Extract precisely the lines of the entries below, from the first line through the line containing "start the engine".

** Data supplied follows **

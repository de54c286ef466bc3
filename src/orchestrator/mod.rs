//! Lifecycle of one atomic-cli invocation.
//!
//! [`AtomicTool::run`] drives the phases in order:
//!
//! 1. setup: resolve the tool environment, interpret arguments, start the engine
//! 2. start: branch into a license request, a license validation, or a direct run
//! 3. event loop: feed queued events to [`phase::transition`] until the exit
//!    controller has an outcome
//! 4. stop: drop late events and return the outcome
//!
//! Any error in setup or start goes straight to the exit controller; no later
//! phase runs.

pub mod phase;

use crate::cli::{self, flags};
use crate::commands::{Command, CommandContext};
use crate::context::ToolContext;
use crate::environment::{EnvironmentOptions, ToolEnvironment, prepare_environment};
use crate::error::{Result, ToolError};
use crate::events::{EventQueue, EventSender, ToolEvent};
use crate::exit::{ExitController, ExitRequest, Outcome};
use crate::license::LicenseGate;
use crate::telemetry::LogLevel;
use phase::{Action, Phase, Transition};
use std::io::Write;

pub use phase::COMMAND_ERROR_MESSAGE;

/// Surfaced when the tool environment cannot be set up.
pub const ENVIRONMENT_INIT_FAILURE_MESSAGE: &str = "Unable to initialize tool environment";

pub struct AtomicTool {
    ctx: ToolContext,
    arguments: Vec<String>,
    exit: ExitController,
    queue: EventQueue,
    /// Producer reserved for the command run, taken when it starts.
    run_events: Option<EventSender>,
    phase: Phase,
    env: Option<ToolEnvironment>,
    command: Option<Box<dyn Command>>,
    command_started: bool,
}

impl AtomicTool {
    /// `arguments` excludes the program name.
    pub fn new(ctx: ToolContext, arguments: Vec<String>) -> Self {
        let queue = EventQueue::new();
        let run_events = Some(queue.sender());
        Self {
            ctx,
            arguments,
            exit: ExitController::new(),
            queue,
            run_events,
            phase: Phase::Setup,
            env: None,
            command: None,
            command_started: false,
        }
    }

    /// Replace the platform's exit controller.
    pub fn with_exit_controller(mut self, exit: ExitController) -> Self {
        self.exit = exit;
        self
    }

    /// Run the invocation to completion.
    pub fn run(mut self) -> Outcome {
        let started = self.setup().and_then(|()| self.start());
        if let Err(e) = started {
            self.terminate(ExitRequest::failure(e.message()));
        }

        // Only producers already handed out can wake the loop from here on.
        self.queue.close();
        while !self.exit.is_terminated() {
            match self.queue.next() {
                Some(event) => self.dispatch(event),
                None => {
                    tracing::error!("event queue closed before the invocation finished");
                    self.terminate(ExitRequest::failure(""));
                }
            }
        }

        self.stop()
    }

    fn setup(&mut self) -> Result<()> {
        let options = EnvironmentOptions {
            bootstrapping: flags::has_bootstrap_flag(&self.arguments),
            ..self.ctx.environment.clone()
        };
        let mut env = match ToolEnvironment::initialize(&options) {
            Ok(env) => env,
            Err(e) => {
                self.exit.startup_errors_mut().push(e.to_string());
                return Err(ToolError::Startup(format!(
                    "{}: {}",
                    ENVIRONMENT_INIT_FAILURE_MESSAGE, e
                )));
            }
        };

        let interpretation = cli::interpret(
            &self.arguments,
            self.ctx.parser.as_ref(),
            &mut env,
            self.ctx.dev_build,
        )?;

        if let Err(e) = self.ctx.engine.initialize(&interpretation.parameters) {
            // No message: the exit controller falls back to the buffered cause.
            self.exit.startup_errors_mut().push(e.to_string());
            return Err(ToolError::Startup(String::new()));
        }
        self.exit
            .set_error_log_active(interpretation.parameters.log_level() != LogLevel::None);

        tracing::debug!(
            command = interpretation.command.name(),
            bootstrap = env.is_bootstrapping(),
            "setup complete"
        );
        self.env = Some(env);
        self.command = Some(interpretation.command);
        self.enter(Phase::Start);
        Ok(())
    }

    fn start(&mut self) -> Result<()> {
        let (Some(env), Some(command)) = (self.env.as_ref(), self.command.as_mut()) else {
            return Err(ToolError::Startup(String::new()));
        };

        if let Some(request) = command.license_request() {
            tracing::debug!(?request, "license request replaces command run");
            self.run_events = None;
            let mut gate = LicenseGate::for_request(request);
            gate.start(self.ctx.license.as_mut(), env, &self.queue.sender());
            self.enter(Phase::Licensing(gate));
            return Ok(());
        }

        prepare_environment(
            command.as_mut(),
            self.ctx.file_system.as_ref(),
            self.ctx.resource_cache.as_mut(),
            self.ctx.build_system.as_mut(),
        )?;

        if command.requires_license_validation() {
            let mut gate = LicenseGate::validation();
            gate.start(self.ctx.license.as_mut(), env, &self.queue.sender());
            self.enter(Phase::Licensing(gate));
        } else {
            self.run_command();
        }
        Ok(())
    }

    fn dispatch(&mut self, event: ToolEvent) {
        tracing::debug!(phase = self.phase.name(), event = event.name(), "dispatch");
        let current = std::mem::replace(&mut self.phase, Phase::Stopped);
        let Transition { next, action } = phase::transition(current, &event);
        self.enter(next);

        match action {
            Some(Action::RunCommand) => self.run_command(),
            Some(Action::Exit(request)) => self.terminate(request),
            None => {}
        }
    }

    /// Invoke the command's run behavior. Never runs a command twice.
    fn run_command(&mut self) {
        if self.command_started {
            tracing::warn!("command already started, not running it again");
            return;
        }
        let (Some(command), Some(events)) = (self.command.as_mut(), self.run_events.take()) else {
            return;
        };
        self.command_started = true;
        self.phase = Phase::Running;

        tracing::debug!(command = command.name(), "running command");
        let mut run_ctx = CommandContext {
            events: events.clone(),
            build_system: self.ctx.build_system.as_ref(),
            resource_cache: self.ctx.resource_cache.as_ref(),
            out: self.ctx.output.as_mut(),
        };
        if let Err(e) = command.run(&mut run_ctx) {
            tracing::error!(command = command.name(), error = %e, "command failed to run");
            events.post(ToolEvent::command_error(e.message()));
        }
    }

    /// Hand a terminal decision to the exit controller. The first one wins.
    fn terminate(&mut self, request: ExitRequest) {
        if self.exit.is_terminated() {
            tracing::debug!(?request, "already terminated, ignoring");
            return;
        }

        if let ExitRequest::Success {
            notice: Some(notice),
        } = &request
            && let Err(e) = writeln!(self.ctx.output, "{}", notice)
        {
            tracing::warn!(error = %e, "failed to write notice");
        }

        self.exit.terminate(self.ctx.engine.as_mut(), request);
        self.enter(Phase::Stopped);
    }

    fn stop(self) -> Outcome {
        let AtomicTool {
            mut ctx,
            exit,
            queue,
            ..
        } = self;

        for event in queue.drain() {
            tracing::debug!(event = event.name(), "ignoring event after exit");
        }
        if let Err(e) = ctx.output.flush() {
            tracing::warn!(error = %e, "failed to flush output");
        }

        let outcome = exit.into_outcome(ctx.engine.as_mut());
        tracing::debug!(exit_code = outcome.exit_code, "stopped");
        outcome
    }

    fn enter(&mut self, next: Phase) {
        if self.phase.name() != next.name() {
            tracing::debug!(from = self.phase.name(), to = next.name(), "phase");
        }
        self.phase = next;
    }
}
//! `build <project>`: record a build of the project for a platform.
//!
//! The build system owns artifact generation. This command checks that the
//! environment was prepared, then writes `build.json` under
//! `<build path>/<platform>/` describing what was built from where.

use super::{Command, CommandContext};
use crate::error::{Result, ToolError};
use crate::fs::atomic_write_file;
use crate::project::ProjectSlot;
use chrono::{DateTime, Utc};
use serde::{Deserialize, Serialize};
use std::path::{Path, PathBuf};

/// Name of the record written into the platform build directory.
pub const BUILD_RECORD_FILE: &str = "build.json";

/// Description of a completed build.
#[derive(Debug, Clone, PartialEq, Eq, Serialize, Deserialize)]
pub struct BuildRecord {
    pub project: String,
    #[serde(skip_serializing_if = "Option::is_none")]
    pub version: Option<String>,
    pub platform: String,
    pub resource_dirs: Vec<PathBuf>,
    pub built_at: DateTime<Utc>,
}

#[derive(Debug, Clone)]
pub struct BuildCommand {
    project: ProjectSlot,
    platform: String,
}

impl BuildCommand {
    pub fn new(project_path: impl Into<PathBuf>, platform: impl Into<String>) -> Self {
        Self {
            project: ProjectSlot::new(project_path),
            platform: platform.into(),
        }
    }

    pub fn platform(&self) -> &str {
        &self.platform
    }
}

impl Command for BuildCommand {
    fn name(&self) -> &str {
        "build"
    }

    fn requires_project_load(&self) -> bool {
        true
    }

    fn requires_license_validation(&self) -> bool {
        true
    }

    fn load_project(&mut self) -> Result<()> {
        self.project.load().map(|_| ())
    }

    fn project_path(&self) -> Option<&Path> {
        Some(self.project.path())
    }

    fn run(&mut self, ctx: &mut CommandContext<'_>) -> Result<()> {
        let project = self.project.loaded()?;
        let build_path = ctx
            .build_system
            .build_path()
            .ok_or_else(|| ToolError::Command("build path not set".to_string()))?;

        let record = BuildRecord {
            project: project.name.clone(),
            version: project.version.clone(),
            platform: self.platform.clone(),
            resource_dirs: ctx.resource_cache.resource_dirs(),
            built_at: Utc::now(),
        };
        let json = serde_json::to_string_pretty(&record)
            .map_err(|e| ToolError::Command(format!("failed to serialize build record: {}", e)))?;

        let target = build_path.join(&self.platform).join(BUILD_RECORD_FILE);
        atomic_write_file(&target, &json).map_err(|e| ToolError::Command(e.to_string()))?;

        tracing::debug!(project = %record.project, platform = %self.platform, "build recorded");
        ctx.println(&format!(
            "Built {} for {}: {}",
            record.project,
            self.platform,
            target.display()
        ))?;
        ctx.finished();
        Ok(())
    }
}

#[cfg(test)]
mod tests {
    use super::*;
    use crate::events::{EventQueue, ToolEvent};
    use crate::subsystems::{BuildPaths, BuildSystem, ResourceCache, ResourceDirs};
    use tempfile::TempDir;

    fn project_dir() -> TempDir {
        let temp = TempDir::new().unwrap();
        std::fs::write(
            temp.path().join("Game.atomic"),
            r#"{"name":"Game","version":"0.3"}"#,
        )
        .unwrap();
        temp
    }

    #[test]
    fn declares_project_and_license_requirements() {
        let cmd = BuildCommand::new("proj", "web");
        assert!(cmd.requires_project_load());
        assert!(cmd.requires_license_validation());
        assert_eq!(cmd.project_path(), Some(Path::new("proj")));
        assert_eq!(cmd.license_request(), None);
    }

    #[test]
    fn run_writes_build_record_and_finishes() {
        let temp = project_dir();
        let mut cmd = BuildCommand::new(temp.path(), "linux");
        cmd.load_project().unwrap();

        let mut build = BuildPaths::default();
        build.set_build_path(&temp.path().join("Build"));
        let mut cache = ResourceDirs::default();
        cache.add_resource_dir(&temp.path().join("Resources"));
        let queue = EventQueue::new();
        let mut out = Vec::new();

        let mut ctx = CommandContext {
            events: queue.sender(),
            build_system: &build,
            resource_cache: &cache,
            out: &mut out,
        };
        cmd.run(&mut ctx).unwrap();

        assert_eq!(queue.drain(), vec![ToolEvent::CommandFinished]);
        let record_path = temp.path().join("Build").join("linux").join(BUILD_RECORD_FILE);
        let record: BuildRecord =
            serde_json::from_str(&std::fs::read_to_string(record_path).unwrap()).unwrap();
        assert_eq!(record.project, "Game");
        assert_eq!(record.version.as_deref(), Some("0.3"));
        assert_eq!(record.platform, "linux");
        assert_eq!(record.resource_dirs, vec![temp.path().join("Resources")]);
        assert!(String::from_utf8(out).unwrap().contains("Built Game for linux"));
    }

    #[test]
    fn run_without_build_path_fails_without_event() {
        let temp = project_dir();
        let mut cmd = BuildCommand::new(temp.path(), "linux");
        cmd.load_project().unwrap();

        let build = BuildPaths::default();
        let cache = ResourceDirs::default();
        let queue = EventQueue::new();
        let mut out = Vec::new();
        let mut ctx = CommandContext {
            events: queue.sender(),
            build_system: &build,
            resource_cache: &cache,
            out: &mut out,
        };

        let err = cmd.run(&mut ctx).unwrap_err();
        assert_eq!(err, ToolError::Command("build path not set".to_string()));
        assert!(queue.drain().is_empty());
    }

    #[test]
    fn run_before_load_fails() {
        let mut cmd = BuildCommand::new("/nonexistent", "linux");
        let build = BuildPaths::default();
        let cache = ResourceDirs::default();
        let queue = EventQueue::new();
        let mut out = Vec::new();
        let mut ctx = CommandContext {
            events: queue.sender(),
            build_system: &build,
            resource_cache: &cache,
            out: &mut out,
        };

        assert!(cmd.run(&mut ctx).is_err());
    }
}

** End of Data supplied **

**Solution to this problem**
repository de54c286ef466bc3
filename src/orchestrator/mod.rs
//! Lifecycle of one atomic-cli invocation.
//!
//! [`AtomicTool::run`] drives the phases in order:
//!
//! 1. setup: resolve the tool environment, interpret arguments, start the engine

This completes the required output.